North American publisher Yen Press announced its license to the series at its panel at Sakura-Con on April 3, 2015.

===Volumes===

| No. | Original release date | Original ISBN | English release date | English ISBN |
| 01 | May 9, 2013 | 978-0-31-630541-9 | November 17, 2015 | 978-0-316-30541-9 |
| "A Visit from an Unusual Guest" (異天光臨, I Ten Kōrin); "After the Rain Comes Fair Weather" (雨降地固, Ame Furi Djikatame); "Twin Winds Dance Wild" (双風乱舞, Sō Kaze Ranbu); "Flash Sprint" (閃光疾駆, Senkō Shikku); |
| 02 | November 9, 2013 | 978-4-04-712936-8 | February 23, 2016 | 978-0-316-30877-9 |
| "Tiger's Move, Fierce Quake" (虎動強震, Tora Dō Kyōshin); "Tiger's Tail, Spring Ice" (虎尾春氷, Tora O Haru Kōri); "Dragon Chases, Tiger Commands" (竜攘虎博, Ryū Jō Tora Haku); "Heavenly Waves, Sworn Friends" (覇嚴断金, Ha Umu Dankin); "Zest and Supremacy" (抜山蓋世, Nukiyama Gaisei); |
| 03 | April 9, 2014 | 978-4-04-070082-3 | May 24, 2016 | 978-0-316-30879-3 |
| "Adding Fuel to the Fire" (膏火自薦, Abura Hi Jisen); "Crisis in the Enemy Camp" (敵陣危急, Tekijin Kikyū); "Unrecognized Genius" (伏竜鳳雛, Fuku Ryū Hōsū); "The Phoenix Flies" (鳳凰千飛, Hōō Sen Hi); "Rising from Defeat" (捲土重来, Kendo Jūrai); |
| 04 | August 9, 2014 | 978-4-04-070177-6 | August 30, 2016 | 978-0-316-30880-9 |
| "Chance Encounter" (萍水相逢, Heisuiaia); "Concealed Voice" (忍気吞声); "Skewed Acquaintance" (傾蓋知己, Keigaichiki); "Best Friends" (肝胆相照, Kantan'aiterasu); "A Bolt from the Blue" (青天霹靂, Seiten Hekireki); |
| 05 | January 9, 2015 | 978-4-04-070455-5 | November 29, 2016 | 978-0-316-30881-6 |
| "A Father's Love" (舐犢之愛); "Trials And Tribulations" (艱難辛苦, Kan'nanshinku); "Trail Blazing" (披荊斬棘); "Spotless Mind" (晴雲秋月, Seiun Shūgetsu); "Ultimate Martial Art Awakens" (極式覚醒, Kyoku-shiki Kakusei); Side Story 1. "The Day Drags On" (一日千秋, Hitoichi Chiaki); |
| 06 | August 8, 2015 | 978-4-04-070456-2 | March 21, 2017 | 978-0-316-46924-1 |
| Denkokuji-hai (伝国璽杯); (束髪封帛); Itchōittan (一長一短); Onkochishin (温故知新); Shigemi Tenpi (重見天日); Ichī Senshin (一意専心); |
| 07 | February 9, 2016 | 978-4-04-070803-4 | June 20, 2017 | 978-0-316-47090-2 |
| 08 | July 9, 2016 | 978-4-04-070954-3 | September 19, 2017 | 978-0-316-47091-9 |
| 09 | January 7, 2017 | 978-4-04-072146-0 | December 19, 2017 | 978-0-316-41404-3 |

==Reception==
Nick Smith of ICv2 was unimpressed with the series, calling it "a disappointing step downward in quality for Yen Press". He gave the first volume two stars out of five, calling it "a weirdly unfunny high school martial arts harem comedy". He felt that the fanservice was excessive, despite its attempts to be self-referentially humorous, and opined that the series' only audience would be "readers who want to look at exaggerated, hyper-sexualized high school girls".

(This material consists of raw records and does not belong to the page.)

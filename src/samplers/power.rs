// Power source sampler.

use super::{InFlight, Refreshable};
use crate::dispatch::MainQueue;
use crate::models::{MetricKind, Notification, PowerReading};
use crate::platform::PowerSourceProvider;
use crate::state::StateCell;
use std::sync::Arc;
use tracing::instrument;

pub struct PowerSampler {
    provider: Arc<dyn PowerSourceProvider>,
    reading: StateCell<PowerReading>,
    in_flight: InFlight,
}

impl PowerSampler {
    pub fn new(provider: Arc<dyn PowerSourceProvider>) -> Self {
        Self {
            provider,
            reading: StateCell::new(PowerReading::invalid()),
            in_flight: InFlight::default(),
        }
    }

    /// Blocking query of the power-source list. An empty list yields an invalid reading.
    #[instrument(skip(self), fields(sampler = "power", operation = "sample"))]
    pub fn sample(&self) -> PowerReading {
        let reading = PowerReading::from_sources(&self.provider.power_sources());
        if reading.valid {
            tracing::debug!(
                current_capacity = reading.current_capacity,
                max_capacity = reading.max_capacity,
                condition = ?reading.condition,
                power_source = ?reading.power_source,
                is_charging = reading.is_charging,
                "power sampled"
            );
        } else {
            tracing::debug!("no power source available");
        }
        reading
    }

    /// Last applied reading.
    pub fn reading(&self) -> PowerReading {
        self.reading.get()
    }
}

impl Refreshable for PowerSampler {
    fn metric(&self) -> MetricKind {
        MetricKind::Power
    }

    fn refresh(self: Arc<Self>, queue: &MainQueue) -> bool {
        if !self.in_flight.begin(MetricKind::Power) {
            return false;
        }
        let worker = self.clone();
        queue.run_async(
            async move {
                tokio::task::spawn_blocking(move || worker.sample())
                    .await
                    .unwrap_or_else(|e| {
                        tracing::warn!(error = %e, operation = "sample_power", "power sample task failed");
                        PowerReading::invalid()
                    })
            },
            move |reading, bus| {
                self.reading.set(reading.clone());
                self.in_flight.finish();
                bus.publish(&Notification::PowerUpdated(reading));
            },
        );
        true
    }
}
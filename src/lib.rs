// Library for tests to access modules

pub mod bus;
pub mod command;
pub mod config;
pub mod dispatch;
pub mod history;
pub mod models;
pub mod parsers;
pub mod platform;
pub mod samplers;
pub mod scheduler;
pub mod state;
pub mod worker;
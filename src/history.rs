// Bounded rolling history for charting.

use std::collections::VecDeque;

/// Fixed-capacity, insertion-ordered buffer. Pushing onto a full buffer drops the oldest value.
#[derive(Debug, Clone, PartialEq)]
pub struct HistoryBuffer {
    values: VecDeque<f64>,
    capacity: usize,
}

impl HistoryBuffer {
    /// A zero capacity is bumped to 1 so the latest value is always retained.
    pub fn new(capacity: usize) -> Self {
        let capacity = capacity.max(1);
        Self {
            values: VecDeque::with_capacity(capacity),
            capacity,
        }
    }

    pub fn push(&mut self, value: f64) {
        if self.values.len() == self.capacity {
            self.values.pop_front();
        }
        self.values.push_back(value);
    }

    pub fn len(&self) -> usize {
        self.values.len()
    }

    pub fn is_empty(&self) -> bool {
        self.values.is_empty()
    }

    pub fn capacity(&self) -> usize {
        self.capacity
    }

    pub fn latest(&self) -> Option<f64> {
        self.values.back().copied()
    }

    /// Oldest first.
    pub fn iter(&self) -> impl Iterator<Item = f64> + '_ {
        self.values.iter().copied()
    }

    pub fn to_vec(&self) -> Vec<f64> {
        self.values.iter().copied().collect()
    }
}
//! # Event Singleton
//!
//! Two small building blocks:
//!
//! - **Events**: ordered publish/subscribe containers whose subscribers take either
//!   no argument or a reference to the payload. Invoking an event calls every
//!   subscriber in subscription order and collects what they return.
//! - **Singleton guards**: once-only construction per type, with the instance
//!   retrievable afterwards and a distinguishable error on a second construction.
//!
//! ## Quick Start
//!
//! ```rust
//! use event_singleton::{DataEvent, Event, EventApi, Subscriber};
//!
//! fn func1() {
//!     println!("Hello World! (from func1)");
//! }
//!
//! let mut event: Event = Event::new();
//! let f1 = Subscriber::from_fn(func1);
//! event.subscribe(f1.clone());
//! event.subscribe(f1.clone()); // already subscribed: no-op
//! assert_eq!(event.invoke(), vec![()]);
//!
//! let mut data_event: DataEvent<String> = DataEvent::new();
//! data_event += Subscriber::with_arg(|message: &String| println!("{message} (from func3)"));
//! data_event += Subscriber::from_fn(func1);
//! data_event.invoke("Hello!".to_string());
//! ```
//!
//! ```rust
//! use event_singleton::define_guard;
//!
//! define_guard!(app);
//!
//! app::construct(42i32).unwrap();
//! assert!(app::construct(7i32).is_err());
//! assert_eq!(*app::instance::<i32>().unwrap(), 42);
//! ```
//!
//! ## Main Items
//!
//! - [`Event`] / [`DataEvent`] - events without and with payload
//! - [`EventApi`] - subscribe, unsubscribe, clear and iterate
//! - [`Subscriber`] - identity-compared callback handle with a fixed [`Arity`]
//! - [`Singleton`] - opt-in trait for process-wide singletons
//! - [`define_guard`] - isolated guard scopes
//! - [`GuardApi`] - the guard operations, for manual implementations

mod error;
mod event;
mod event_api;
mod guard_event;
mod guard_trait;
mod macros;
mod singleton;
mod subscriber;
mod subscriber_list;

pub use error::{EventError, SingletonError};
pub use event::{DataEvent, Event};
pub use event_api::EventApi;
pub use guard_event::GuardEvent;
pub use guard_trait::{GuardApi, GuardSlots, GuardTrace, TraceCallback};
pub use singleton::{
    clear_trace_callback, reset, set_trace_callback, GlobalGuard, Singleton, GLOBAL,
};
pub use subscriber::{Arity, Subscriber};
pub use subscriber_list::SubscriberList;
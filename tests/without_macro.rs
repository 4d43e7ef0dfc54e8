//! Integration tests using a singleton guard WITHOUT the macro.
//!
//! This shows the manual implementation approach: provide the two statics and
//! implement `GuardApi` by hand. Every operation comes from the trait's defaults.
//!
//! NOTE: All tests use #[serial] because they share the same static guard (MY_GUARD).

use event_singleton::{GuardApi, GuardSlots, GuardTrace, SingletonError};
use serial_test::serial;
use std::collections::HashMap;
use std::sync::atomic::{AtomicUsize, Ordering};
use std::sync::{Arc, LazyLock, Mutex};

// ============================================================================
// Manual Guard Implementation (Without Macro)
// ============================================================================

static MY_SLOTS: GuardSlots = LazyLock::new(|| Mutex::new(HashMap::new()));

static MY_TRACE: GuardTrace = LazyLock::new(|| Mutex::new(None));

struct MyGuard;

impl GuardApi for MyGuard {
    fn slots() -> &'static GuardSlots {
        &MY_SLOTS
    }

    fn trace() -> &'static GuardTrace {
        &MY_TRACE
    }
}

const MY_GUARD: MyGuard = MyGuard;

// ============================================================================
// Tests Using Manual Implementation
// ============================================================================

#[test]
#[serial]
fn test_basic_construct_and_instance() {
    MY_GUARD.reset();

    let created = MY_GUARD.construct(42i32).unwrap();
    let value: Arc<i32> = MY_GUARD.instance().unwrap();

    assert_eq!(*value, 42);
    assert!(Arc::ptr_eq(&created, &value));
}

#[test]
#[serial]
fn test_construct_multiple_types() {
    MY_GUARD.reset();

    MY_GUARD.construct(100u32).unwrap();
    MY_GUARD.construct("Hello".to_string()).unwrap();
    MY_GUARD.construct(2.5f64).unwrap();

    assert_eq!(*MY_GUARD.instance::<u32>().unwrap(), 100);
    assert_eq!(&**MY_GUARD.instance::<String>().unwrap(), "Hello");
    assert_eq!(*MY_GUARD.instance::<f64>().unwrap(), 2.5);
}

#[test]
#[serial]
fn test_second_construction_leaves_slot_untouched() {
    MY_GUARD.reset();

    MY_GUARD.construct(10u16).unwrap();
    let err = MY_GUARD.construct(20u16).unwrap_err();

    assert_eq!(err, SingletonError::Violation { type_name: "u16" });
    assert_eq!(*MY_GUARD.instance::<u16>().unwrap(), 10);
}

#[test]
#[serial]
fn test_has_instance_check() {
    MY_GUARD.reset();

    assert!(!MY_GUARD.has_instance::<i64>());
    MY_GUARD.construct(999i64).unwrap();
    assert!(MY_GUARD.has_instance::<i64>());
    assert!(!MY_GUARD.has_instance::<i8>());
}

#[test]
#[serial]
fn test_with_tracing() {
    MY_GUARD.reset();

    let event_count = Arc::new(AtomicUsize::new(0));
    let event_count_clone = Arc::clone(&event_count);

    MY_GUARD.set_trace_callback(move |_event| {
        event_count_clone.fetch_add(1, Ordering::SeqCst);
    });

    MY_GUARD.construct(777i32).unwrap(); // +1 event
    let _: Arc<i32> = MY_GUARD.instance().unwrap(); // +1 event
    MY_GUARD.has_instance::<i32>(); // +1 event
    let _ = MY_GUARD.construct(778i32); // +1 event

    assert_eq!(event_count.load(Ordering::SeqCst), 4);

    MY_GUARD.clear_trace_callback();
}

#[test]
#[serial]
fn test_construct_with_panicking_init_leaves_slot_empty() {
    MY_GUARD.reset();

    let outcome = std::panic::catch_unwind(|| {
        MY_GUARD.construct_with(|| -> u128 { panic!("init failed") })
    });
    assert!(outcome.is_err());

    // The slot is still free.
    assert!(!MY_GUARD.has_instance::<u128>());
    assert_eq!(*MY_GUARD.construct(5u128).unwrap(), 5);
}
use thiserror::Error;

use crate::Arity;

/// Errors returned by event subscription management.
#[derive(Debug, Clone, PartialEq, Eq, Error)]
pub enum EventError {
    /// The handle passed to `unsubscribe` is not currently subscribed.
    #[error("subscriber not found (arity {arity})")]
    SubscriberNotFound { arity: Arity },
}

/// Errors returned by singleton guards.
#[derive(Debug, Clone, PartialEq, Eq, Error)]
pub enum SingletonError {
    /// A second construction was attempted for a type whose slot is already filled.
    #[error("An instance of {type_name} already exists")]
    Violation { type_name: &'static str },

    /// The instance was requested before the type was ever constructed.
    #[error("No instance of {type_name} has been constructed")]
    NotConstructed { type_name: &'static str },

    /// The slot holds a value that does not downcast to the requested type.
    #[error("Type mismatch in singleton slot for type: {type_name}")]
    TypeMismatch { type_name: &'static str },
}

impl SingletonError {
    /// The type the error refers to, as reported by `std::any::type_name`.
    pub fn type_name(&self) -> &'static str {
        match self {
            SingletonError::Violation { type_name }
            | SingletonError::NotConstructed { type_name }
            | SingletonError::TypeMismatch { type_name } => type_name,
        }
    }
}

Richard Gutierrez of The Fandom Post was much more positive toward the manga, giving it an A+. He wrote that "Tsuyoshi Watanabe has done a masterful job of comically combining Rintaro's suffering, dynamically over the top battles and buxom beauties to create a wonderful story of endurance within a harem atmosphere". Commenting on the fanservice, he wrote that "the average male reader will of course ogle the fanservice dotted across the pages, but it is a shame if you overlook the strong female leads", and questioned Yen Press' decision to rate the series as "mature" due to that element, believing it to be less harmful than the gore in series which had received a lower rating. He concluded by writing that "Dragons Rioting is a becoming a great story of suffering and friendship which I hope will extend into a complete franchise within the near future".